WORK TO COMPLETE:
Say how many lines in the data below contain the word "malformed", and give no other text.

GIVEN DATA:
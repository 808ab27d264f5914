//! Patch catalog construction.
//!
//! A one-shot scan over the registry images produces the [`Catalog`]: a
//! flat, host-facing program list plus a grouping into banks mirroring
//! the device's physical paging (three internal banks, then one bank per
//! populated expansion slot).  The catalog is built once at startup and
//! immutable afterwards.
//!
//! Expansion dumps are externally supplied and may be malformed, so the
//! scan never aborts on bad data: a record whose name field fails the
//! charset check (or whose bytes cannot be read at all) is kept with a
//! diagnostic name, preserving the program numbering.

use crate::engine::{DRUM_LEN, PATCH_LEN};
use crate::rom::{ImageId, RomImageRegistry};

/// Length of the name field at the start of a melodic patch record.
pub const NAME_LEN: usize = 12;

// Base ROM layout: three internal banks of 64 melodic patches plus one
// drum kit each.
const INTERNAL_PATCH_TABLES: [usize; 3] = [0x008ce0, 0x010ce0, 0x018ce0];
const INTERNAL_DRUM_KITS: [usize; 3] = [0x00e760, 0x016760, 0x01e760];
const INTERNAL_BANK_NAMES: [&str; 3] = ["Internal User", "Internal A", "Internal B"];
const INTERNAL_BANK_PATCHES: usize = 64;

// Expansion header fields, big-endian.
const HDR_PATCH_COUNT: usize = 0x66;
const HDR_DRUM_COUNT: usize = 0x68;
const HDR_PATCH_TABLE: usize = 0x8c;
const HDR_DRUM_TABLE: usize = 0x90;

// The RD-500-class board in slot 0 predates the generic header: fixed
// counts, and its tables split into three runs of 64 records.
const RD500_SLOT: u8 = 0;
const RD500_PATCH_COUNT: usize = 192;
const RD500_DRUM_COUNT: usize = 3;
const RD500_PATCH_RUNS: [usize; 3] = [0x0ce0, 0x8370, 0x12b82];
const RD500_DRUM_RUNS: [usize; 3] = [0x6760, 0xd2a0, 0x18602];

/// One selectable program.
#[derive(Debug, Clone)]
pub struct PatchRecord {
    /// Decoded patch name, or a diagnostic placeholder.
    pub name: String,
    /// Image the record's bytes live in.
    pub source: ImageId,
    /// Byte offset of the record within its image.
    pub offset: usize,
    /// Record length: [`PATCH_LEN`] or [`DRUM_LEN`].
    pub len: usize,
    /// Expansion slot the record belongs to, `None` for internal banks.
    pub expansion: Option<u8>,
    /// Position of the record within its own bank table.
    pub patch_index: usize,
    /// True for drum kits, false for melodic patches.
    pub is_drum_kit: bool,
    /// Dense host-facing program number, assigned in insertion order.
    pub catalog_index: usize,
}

/// A physical paging unit: an internal bank or one expansion board.
#[derive(Debug, Clone)]
pub struct Bank {
    /// Display name of the bank.
    pub name: String,
    /// Catalog indices of the bank's records, in discovery order.
    pub records: Vec<usize>,
}

/// The flat program list and its bank grouping.
pub struct Catalog {
    records: Vec<PatchRecord>,
    banks: Vec<Bank>,
    expansion_patch_total: usize,
}

impl Catalog {
    /// Scan the registry and build the catalog.
    ///
    /// The base ROM must be a complete device ROM image; expansion
    /// dumps may be arbitrarily malformed.
    pub fn build(registry: &RomImageRegistry) -> Self {
        let mut builder = CatalogBuilder {
            registry,
            records: Vec::new(),
            banks: Vec::new(),
            expansion_patch_total: 0,
        };
        builder.scan_internal_banks();
        for (slot, _) in registry.populated() {
            builder.scan_expansion(slot);
        }
        let catalog = Catalog {
            records: builder.records,
            banks: builder.banks,
            expansion_patch_total: builder.expansion_patch_total,
        };
        log::info!(
            "patch catalog: {} programs in {} banks ({} expansion patches)",
            catalog.len(),
            catalog.banks().len(),
            catalog.expansion_patch_total()
        );
        catalog
    }

    /// Number of selectable programs.
    pub fn len(&self) -> usize {
        self.records.len()
    }

    /// True if the catalog holds no programs.
    pub fn is_empty(&self) -> bool {
        self.records.is_empty()
    }

    /// Record for a host program number, if in range.
    pub fn get(&self, index: usize) -> Option<&PatchRecord> {
        self.records.get(index)
    }

    /// All records in catalog order.
    pub fn records(&self) -> &[PatchRecord] {
        &self.records
    }

    /// The bank grouping, in discovery order.
    pub fn banks(&self) -> &[Bank] {
        &self.banks
    }

    /// Program name for a host program number, if in range.
    pub fn name(&self, index: usize) -> Option<&str> {
        self.records.get(index).map(|r| r.name.as_str())
    }

    /// Total melodic patch count across all expansion boards.
    pub fn expansion_patch_total(&self) -> usize {
        self.expansion_patch_total
    }
}

struct CatalogBuilder<'a> {
    registry: &'a RomImageRegistry,
    records: Vec<PatchRecord>,
    banks: Vec<Bank>,
    expansion_patch_total: usize,
}

impl CatalogBuilder<'_> {
    fn begin_bank(&mut self, name: String) {
        self.banks.push(Bank {
            name,
            records: Vec::new(),
        });
    }

    /// Append a record, assigning the next dense catalog index.
    fn push(&mut self, mut record: PatchRecord) {
        record.catalog_index = self.records.len();
        if let Some(bank) = self.banks.last_mut() {
            bank.records.push(record.catalog_index);
        }
        self.records.push(record);
    }

    fn scan_internal_banks(&mut self) {
        let base = self.registry.base_rom();
        for (bank, (&table, &drum_kit)) in INTERNAL_PATCH_TABLES
            .iter()
            .zip(INTERNAL_DRUM_KITS.iter())
            .enumerate()
        {
            self.begin_bank(INTERNAL_BANK_NAMES[bank].to_string());
            for patch in 0..INTERNAL_BANK_PATCHES {
                let offset = table + patch * PATCH_LEN;
                // The base ROM ships with the device; its names are
                // decoded as-is.
                self.push(PatchRecord {
                    name: read_name(&base[offset..offset + NAME_LEN]),
                    source: ImageId::BaseRom,
                    offset,
                    len: PATCH_LEN,
                    expansion: None,
                    patch_index: patch,
                    is_drum_kit: false,
                    catalog_index: 0,
                });
            }
            self.push(PatchRecord {
                name: format!("Drums {}", INTERNAL_BANK_NAMES[bank]),
                source: ImageId::BaseRom,
                offset: drum_kit,
                len: DRUM_LEN,
                expansion: None,
                patch_index: 0,
                is_drum_kit: true,
                catalog_index: 0,
            });
        }
    }

    fn scan_expansion(&mut self, slot: u8) {
        let image = match self.registry.expansion(slot as usize) {
            Ok(image) => image,
            Err(_) => return,
        };
        let tables = image.tables();
        let source = if image.has_patch_table() {
            ImageId::ExpansionPatchTable(slot)
        } else {
            ImageId::Expansion(slot)
        };
        self.begin_bank(format!("Expansion {}", slot));

        let (patch_count, drum_count, patch_table, drum_table) = if slot == RD500_SLOT {
            (RD500_PATCH_COUNT, RD500_DRUM_COUNT, 0, 0)
        } else {
            (
                read_u16_be(tables, HDR_PATCH_COUNT, slot) as usize,
                read_u16_be(tables, HDR_DRUM_COUNT, slot) as usize,
                read_u32_be(tables, HDR_PATCH_TABLE, slot) as usize,
                read_u32_be(tables, HDR_DRUM_TABLE, slot) as usize,
            )
        };

        for patch in 0..patch_count {
            let offset = if slot == RD500_SLOT {
                rd500_run(patch, &RD500_PATCH_RUNS) + (patch % 64) * PATCH_LEN
            } else {
                patch_table + patch * PATCH_LEN
            };
            let name = self.expansion_patch_name(source, offset, slot, patch);
            self.push(PatchRecord {
                name,
                source,
                offset,
                len: PATCH_LEN,
                expansion: Some(slot),
                patch_index: patch,
                is_drum_kit: false,
                catalog_index: 0,
            });
        }
        self.expansion_patch_total += patch_count;

        for kit in 0..drum_count {
            let offset = if slot == RD500_SLOT {
                // no per-kit stride: the run switch alone places RD-500 kits
                rd500_run(kit, &RD500_DRUM_RUNS)
            } else {
                drum_table + kit * DRUM_LEN
            };
            self.push(PatchRecord {
                name: format!("Exp {} Drums {}", slot, kit),
                source,
                offset,
                len: DRUM_LEN,
                expansion: Some(slot),
                patch_index: kit,
                is_drum_kit: true,
                catalog_index: 0,
            });
        }
    }

    /// Decode and validate an expansion patch name, falling back to the
    /// diagnostic form on any disallowed byte or unreadable span.
    fn expansion_patch_name(
        &self,
        source: ImageId,
        offset: usize,
        slot: u8,
        patch: usize,
    ) -> String {
        let name = self
            .registry
            .resolve(source, offset, NAME_LEN)
            .ok()
            .and_then(|bytes| match validated_name(bytes) {
                Ok(name) => Some(name),
                Err(byte) => {
                    log::warn!(
                        "expansion {} patch {} name contains invalid byte {:#04x}",
                        slot,
                        patch,
                        byte
                    );
                    None
                }
            });
        name.unwrap_or_else(|| format!("ERROR EXP={} PATCH={}", slot, patch))
    }
}

fn rd500_run(index: usize, runs: &[usize; 3]) -> usize {
    if index < 64 {
        runs[0]
    } else if index < 128 {
        runs[1]
    } else {
        runs[2]
    }
}

fn name_byte_allowed(byte: u8) -> bool {
    byte.is_ascii_alphanumeric() || matches!(byte, b' ' | b'-' | b'+' | b'.' | b'/')
}

/// Decode a name field up to its first NUL.
fn read_name(bytes: &[u8]) -> String {
    let end = bytes.iter().position(|&b| b == 0).unwrap_or(bytes.len());
    String::from_utf8_lossy(&bytes[..end]).into_owned()
}

/// Decode a name field, rejecting the first byte outside the allowed
/// charset.  Bytes past a NUL terminator are not inspected.
fn validated_name(bytes: &[u8]) -> Result<String, u8> {
    for &byte in bytes {
        if byte == 0 {
            break;
        }
        if !name_byte_allowed(byte) {
            return Err(byte);
        }
    }
    Ok(read_name(bytes))
}

fn read_u16_be(data: &[u8], offset: usize, slot: u8) -> u16 {
    match data.get(offset..offset + 2) {
        Some(b) => u16::from_be_bytes([b[0], b[1]]),
        None => {
            log::warn!("expansion {} header truncated at {:#x}", slot, offset);
            0
        }
    }
}

fn read_u32_be(data: &[u8], offset: usize, slot: u8) -> u32 {
    match data.get(offset..offset + 4) {
        Some(b) => u32::from_be_bytes([b[0], b[1], b[2], b[3]]),
        None => {
            log::warn!("expansion {} header truncated at {:#x}", slot, offset);
            0
        }
    }
}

RESPONSE TO THIS TASK:
2